# About to start tropical f.water tank questions



## Jmoquarium (Mar 31, 2012)

Im about to start a tropical freshwater aquarium and i have questions.
1. I am getting a 10 gallon tank soon with filter ect. How do you set it up?
2. How can you speed through the cycling process in under a week when i dont have access to other aquarium bacteria?
3. What are small very colorful intresting fish that i can have alot of in a 10 gallon tank?
4. I was also thinking about one or two big intresting cheaper fish like freshwater puffer or an oscar any suggestions or tips?

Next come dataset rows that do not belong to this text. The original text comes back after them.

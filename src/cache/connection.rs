//! Connection Manager Module
//!
//! Owns the connection state for the external cache store and exposes a
//! fail-safe get/set surface: store errors are logged, flip the state to
//! `Disconnected`, and come back to callers as a miss or `false`.

use std::future::Future;
use std::sync::atomic::{AtomicBool, Ordering};
use std::sync::Arc;
use std::time::Duration;

use tracing::{debug, error, info, warn};

use crate::cache::{CacheStats, KeyValueStore, RedisStore};
use crate::config::{is_valid_ttl, Config};
use crate::error::{StoreError, StoreResult};

// == Connection State ==
#[derive(Debug, Clone, Copy, PartialEq, Eq)]
pub enum ConnectionState {
    Connected,
    Disconnected,
}

// == Retry Policy ==
/// Startup connection attempts with capped exponential backoff.
#[derive(Debug, Clone)]
pub struct RetryPolicy {
    /// Total connection attempts; zero skips connecting entirely
    pub max_retries: u32,
    /// Unit multiplied by `2^attempt`
    pub base_delay: Duration,
    /// Ceiling for a single wait
    pub max_delay: Duration,
}

impl Default for RetryPolicy {
    fn default() -> Self {
        Self {
            max_retries: 3,
            base_delay: Duration::from_secs(1),
            max_delay: Duration::from_secs(10),
        }
    }
}

impl RetryPolicy {
    pub fn with_max_retries(max_retries: u32) -> Self {
        Self {
            max_retries,
            ..Self::default()
        }
    }

    /// Wait after failed attempt `attempt` (1-based): `base * 2^attempt`, capped.
    pub fn backoff(&self, attempt: u32) -> Duration {
        self.base_delay
            .saturating_mul(2u32.saturating_pow(attempt))
            .min(self.max_delay)
    }
}

// == Connection Manager ==
pub struct ConnectionManager {
    /// None when no store could be configured at all
    store: Option<Arc<dyn KeyValueStore>>,
    connected: AtomicBool,
    operation_timeout: Duration,
    stats: CacheStats,
}

impl ConnectionManager {
    // == Constructor ==
    /// Creates a manager in the `Disconnected` state without touching the store.
    pub fn new(store: Arc<dyn KeyValueStore>, operation_timeout: Duration) -> Self {
        Self {
            store: Some(store),
            connected: AtomicBool::new(false),
            operation_timeout,
            stats: CacheStats::new(),
        }
    }

    /// A manager with no store; permanently `Disconnected`.
    pub fn detached() -> Self {
        Self {
            store: None,
            connected: AtomicBool::new(false),
            operation_timeout: Duration::ZERO,
            stats: CacheStats::new(),
        }
    }

    // == Initialize ==
    /// Connects to `store`, retrying per `policy`.
    ///
    /// Never fails: when every attempt fails the returned manager is
    /// `Disconnected` and callers run in pass-through mode.
    pub async fn initialize(
        store: Arc<dyn KeyValueStore>,
        policy: &RetryPolicy,
        operation_timeout: Duration,
    ) -> Self {
        let manager = Self::new(store, operation_timeout);

        for attempt in 1..=policy.max_retries {
            match manager.ping().await {
                Ok(()) => {
                    manager.connected.store(true, Ordering::SeqCst);
                    info!("Cache store connection established");
                    return manager;
                }
                Err(err) => {
                    warn!(
                        "Cache store connection failed (attempt {}/{}): {}",
                        attempt, policy.max_retries, err
                    );
                    if attempt < policy.max_retries {
                        let delay = policy.backoff(attempt);
                        info!("Retrying cache store connection in {:?}", delay);
                        tokio::time::sleep(delay).await;
                    }
                }
            }
        }

        error!(
            "Failed to connect to cache store after {} attempts, caching disabled",
            policy.max_retries
        );
        manager
    }

    /// Opens the Redis store named by `config` and initializes against it.
    pub async fn connect_redis(config: &Config) -> Self {
        let url = config.redis_url();
        let store = match RedisStore::open(&url, config.connect_timeout()) {
            Ok(store) => store,
            Err(err) => {
                error!("Invalid cache store address {}: {}", url, err);
                return Self::detached();
            }
        };

        info!("Connecting to cache store at {}", url);
        let policy = RetryPolicy::with_max_retries(config.max_retries);
        Self::initialize(Arc::new(store), &policy, config.operation_timeout()).await
    }

    // == State ==
    pub fn state(&self) -> ConnectionState {
        if self.connected.load(Ordering::SeqCst) {
            ConnectionState::Connected
        } else {
            ConnectionState::Disconnected
        }
    }

    pub fn is_connected(&self) -> bool {
        self.state() == ConnectionState::Connected
    }

    pub fn stats(&self) -> &CacheStats {
        &self.stats
    }

    // == Reconnect ==
    /// Single health check; moves to `Connected` on success.
    pub async fn reconnect(&self) -> bool {
        match self.ping().await {
            Ok(()) => {
                if !self.connected.swap(true, Ordering::SeqCst) {
                    info!("Cache store connection restored");
                }
                true
            }
            Err(err) => {
                debug!("Cache store still unreachable: {}", err);
                false
            }
        }
    }

    // == Get ==
    /// Reads `key`; `None` on miss, while disconnected, or on any store error.
    pub async fn get(&self, key: &str) -> Option<Vec<u8>> {
        let store = self.live_store()?;
        match self.bounded(store.get(key)).await {
            Ok(value) => value,
            Err(err) => {
                self.mark_disconnected("GET", &err);
                None
            }
        }
    }

    // == Set ==
    /// Writes `key` with a TTL; `false` while disconnected or on any store error.
    ///
    /// A TTL the store would reject is refused up front and leaves the
    /// connection state alone.
    pub async fn set(&self, key: &str, value: &[u8], ttl_seconds: u64) -> bool {
        let Some(store) = self.live_store() else {
            return false;
        };
        if !is_valid_ttl(ttl_seconds) {
            warn!("Refusing to cache {} with invalid TTL {}s", key, ttl_seconds);
            self.stats.record_store_failure();
            return false;
        }
        match self.bounded(store.set_ex(key, value, ttl_seconds)).await {
            Ok(()) => {
                self.stats.record_store();
                true
            }
            Err(err) => {
                self.mark_disconnected("SETEX", &err);
                false
            }
        }
    }

    fn live_store(&self) -> Option<&Arc<dyn KeyValueStore>> {
        if self.is_connected() {
            self.store.as_ref()
        } else {
            None
        }
    }

    async fn ping(&self) -> StoreResult<()> {
        let store = self.store.as_ref().ok_or(StoreError::Unavailable)?;
        self.bounded(store.ping()).await
    }

    async fn bounded<T>(&self, operation: impl Future<Output = StoreResult<T>>) -> StoreResult<T> {
        tokio::time::timeout(self.operation_timeout, operation)
            .await
            .unwrap_or_else(|_| Err(StoreError::Timeout(self.operation_timeout.as_millis() as u64)))
    }

    fn mark_disconnected(&self, operation: &str, err: &StoreError) {
        self.stats.record_store_failure();
        if self.connected.swap(false, Ordering::SeqCst) {
            error!("Cache {} failed, marking store disconnected: {}", operation, err);
        }
    }
}

// == Unit Tests ==
#[cfg(test)]
mod tests {
    use super::*;
    use crate::cache::MemoryStore;
    use async_trait::async_trait;

    const TIMEOUT: Duration = Duration::from_millis(200);

    fn fast_policy(max_retries: u32) -> RetryPolicy {
        RetryPolicy {
            max_retries,
            base_delay: Duration::from_millis(1),
            max_delay: Duration::from_millis(5),
        }
    }

    async fn connected(store: Arc<MemoryStore>) -> ConnectionManager {
        ConnectionManager::initialize(store, &fast_policy(1), TIMEOUT).await
    }

    /// Store whose operations never finish in time.
    struct StalledStore;

    #[async_trait]
    impl KeyValueStore for StalledStore {
        async fn ping(&self) -> StoreResult<()> {
            Ok(())
        }

        async fn get(&self, _key: &str) -> StoreResult<Option<Vec<u8>>> {
            tokio::time::sleep(Duration::from_secs(60)).await;
            Ok(None)
        }

        async fn set_ex(&self, _key: &str, _value: &[u8], _ttl: u64) -> StoreResult<()> {
            tokio::time::sleep(Duration::from_secs(60)).await;
            Ok(())
        }
    }

    #[test]
    fn test_backoff_doubles_and_caps() {
        let policy = RetryPolicy::default();
        assert_eq!(policy.backoff(1), Duration::from_secs(2));
        assert_eq!(policy.backoff(2), Duration::from_secs(4));
        assert_eq!(policy.backoff(3), Duration::from_secs(8));
        assert_eq!(policy.backoff(4), Duration::from_secs(10));
        assert_eq!(policy.backoff(40), Duration::from_secs(10));
    }

    #[tokio::test]
    async fn test_initialize_connects() {
        let store = Arc::new(MemoryStore::new());
        let manager = connected(store.clone()).await;

        assert_eq!(manager.state(), ConnectionState::Connected);
        assert_eq!(store.operation_count(), 1);
    }

    #[tokio::test]
    async fn test_initialize_exhausts_retries_without_failing() {
        let store = Arc::new(MemoryStore::new());
        store.set_available(false);

        let manager = ConnectionManager::initialize(store.clone(), &fast_policy(3), TIMEOUT).await;

        assert_eq!(manager.state(), ConnectionState::Disconnected);
        assert_eq!(store.operation_count(), 3);
    }

    #[tokio::test]
    async fn test_zero_retries_never_pings() {
        let store = Arc::new(MemoryStore::new());
        let manager = ConnectionManager::initialize(store.clone(), &fast_policy(0), TIMEOUT).await;

        assert!(!manager.is_connected());
        assert_eq!(store.operation_count(), 0);
    }

    #[tokio::test]
    async fn test_get_and_set_when_connected() {
        let store = Arc::new(MemoryStore::new());
        let manager = connected(store).await;

        assert!(manager.set("k", b"v", 60).await);
        assert_eq!(manager.get("k").await.unwrap(), b"v");
        assert_eq!(manager.get("missing").await, None);
        assert_eq!(manager.stats().snapshot().stores, 1);
    }

    #[tokio::test]
    async fn test_disconnected_makes_no_store_calls() {
        let store = Arc::new(MemoryStore::new());
        let manager = ConnectionManager::new(store.clone(), TIMEOUT);

        assert_eq!(manager.get("k").await, None);
        assert!(!manager.set("k", b"v", 60).await);
        assert_eq!(store.operation_count(), 0);
    }

    #[tokio::test]
    async fn test_store_error_marks_disconnected() {
        let store = Arc::new(MemoryStore::new());
        let manager = connected(store.clone()).await;

        store.set_available(false);
        assert_eq!(manager.get("k").await, None);
        assert_eq!(manager.state(), ConnectionState::Disconnected);

        // Subsequent calls short-circuit without reaching the store.
        let calls = store.operation_count();
        assert!(!manager.set("k", b"v", 60).await);
        assert_eq!(store.operation_count(), calls);
        assert_eq!(manager.stats().snapshot().store_failures, 1);
    }

    #[tokio::test]
    async fn test_set_failure_returns_false() {
        let store = Arc::new(MemoryStore::new());
        let manager = connected(store.clone()).await;

        store.set_available(false);
        assert!(!manager.set("k", b"v", 60).await);
        assert!(!manager.is_connected());
    }

    #[tokio::test]
    async fn test_invalid_ttl_is_refused_without_disconnecting() {
        let store = Arc::new(MemoryStore::new());
        let manager = connected(store.clone()).await;
        let calls = store.operation_count();

        assert!(!manager.set("k", b"v", 0).await);
        assert!(!manager.set("k", b"v", u64::MAX).await);

        assert!(manager.is_connected());
        assert_eq!(store.operation_count(), calls);
        assert_eq!(manager.stats().snapshot().store_failures, 2);
        assert!(manager.set("k", b"v", 60).await);
    }

    #[tokio::test(start_paused = true)]
    async fn test_default_backoff_waits_between_attempts() {
        let store = Arc::new(MemoryStore::new());
        store.set_available(false);

        let started = tokio::time::Instant::now();
        let manager =
            ConnectionManager::initialize(store.clone(), &RetryPolicy::default(), TIMEOUT).await;
        let waited = started.elapsed();

        assert!(!manager.is_connected());
        assert_eq!(store.operation_count(), 3);
        // 2s after the first attempt, 4s after the second, none after the last
        assert!(waited >= Duration::from_secs(6), "waited {:?}", waited);
        assert!(waited < Duration::from_secs(7), "waited {:?}", waited);
    }

    #[tokio::test]
    async fn test_stalled_store_times_out() {
        let manager = ConnectionManager::initialize(
            Arc::new(StalledStore),
            &fast_policy(1),
            Duration::from_millis(50),
        )
        .await;
        assert!(manager.is_connected());

        let started = std::time::Instant::now();
        assert_eq!(manager.get("k").await, None);
        assert!(started.elapsed() < Duration::from_secs(5));
        assert!(!manager.is_connected());
    }

    #[tokio::test]
    async fn test_reconnect_restores_connection() {
        let store = Arc::new(MemoryStore::new());
        store.set_available(false);
        let manager = ConnectionManager::initialize(store.clone(), &fast_policy(1), TIMEOUT).await;
        assert!(!manager.is_connected());

        assert!(!manager.reconnect().await);

        store.set_available(true);
        assert!(manager.reconnect().await);
        assert!(manager.set("k", b"v", 60).await);
    }

    #[tokio::test]
    async fn test_detached_manager() {
        let manager = ConnectionManager::detached();
        assert!(!manager.reconnect().await);
        assert_eq!(manager.get("k").await, None);
    }

    #[tokio::test]
    async fn test_connect_redis_unreachable_degrades() {
        let config = Config {
            redis_host: "127.0.0.1".to_string(),
            redis_port: 1,
            max_retries: 1,
            connect_timeout_ms: 200,
            ..Config::default()
        };
        let manager = ConnectionManager::connect_redis(&config).await;
        assert_eq!(manager.state(), ConnectionState::Disconnected);
    }
}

I am a beginner so any tips will help please!!*c/p*:fish10:


----------



## susankat (Nov 15, 2008)

Jmoquarium said:


> Im about to start a tropical freshwater aquarium and i have questions.
> 1. I am getting a 10 gallon tank soon with filter ect. How do you set it up?
> 2. How can you speed through the cycling process in under a week when i dont have access to other aquarium bacteria?
> 3. What are small very colorful intresting fish that i can have alot of in a 10 gallon tank?
> ...


Answers:

1. set it up they way you like the looks bests.

2. No way to speed up cycle without seeding it. It will take anywhere from 2 to 8 weeks.

3. Not many fish can be held in a 10 and be happy. Maybe 8 neons or rasboras.

4. Oscar needs a minimum of 55 gal just for him. Freshwater puffer is the dwarf puffer that don't get very big. Most other puffers you see in fresh will get to big for a 10 gal and will need to be put in brackish water.


----------



## Jmoquarium (Mar 31, 2012)

Thanks, do you have anymore information on the dwarf puffer? I was origonally thinking sbout that but i couldnt find much information or somewhere to get it cheap without spending a fortune on shipping:/


----------



## Stinky (Jun 18, 2009)

I think the best advice for the cycling issue is to start with only a few fish or do fishless cycling. If you do go with fish, maybe a siamese algae eater (although small ones you can buy eventually grow out of 10 gallons) and buy some algae tablets as its food. The filter should come with a carbon pack which is suppose to reduce the ammonia, but with some still left getting the cycle going. When the carbon starts wearing out should be just about the time when the cycle is going, so you can remove the carbon at that point. Then just check the water until it's done and start adding the fish you want.


----------



## Budlight 20 (Mar 31, 2012)

A fire or blue dwarf gourami would be good but only get two for your tank and make sure there the same size so there not dominating or killing each other golden danios would be a good choice to but youll need about four


----------



## Hbird (Jan 7, 2012)

I love my dwarf puffers (they came from thatfishplace which is a 3 hr drive for me) but if you are looking for an active on-the-go 'action' fish they are not what you are looking for (compared to the brackish water green spotted puffers, which I also have--those are very active and interactive too but they are much higher maintenance). My DPs are in a heavily planted 20g long and seem to love hanging out under an anubia leaf or poking around the java moss. I feel that live food is a must (I feed mostly live blackworms) and if you are not willing or able to provide live then I would look another direction but that's JMO. Also my tank (hard water, pH 8.3) was cycled using the live plants and gold tetras and did a 'silent cycle' never had spikes of ammonia or nitrites. No fish loss.


----------



## Cadiedid (Oct 26, 2011)

I second everything Susan said. 

Just to put it out there... If you haven't already purchased the 10 gallon and have the space and a little more money for a little bit of an upgrade, you might consider a slightly bigger tank. I only say this because as popular ten gallon tanks are, they are extremely limiting in what you can humanely stock them with. I came back to this hobby with a 10 gallon and if I could have done it over again, I really wish I had gone with a 20 long. They are still a manageable size and price tag, but really would have opened my stocking options up a bit and I will most likely upgrade both my 10s to 20s before long. 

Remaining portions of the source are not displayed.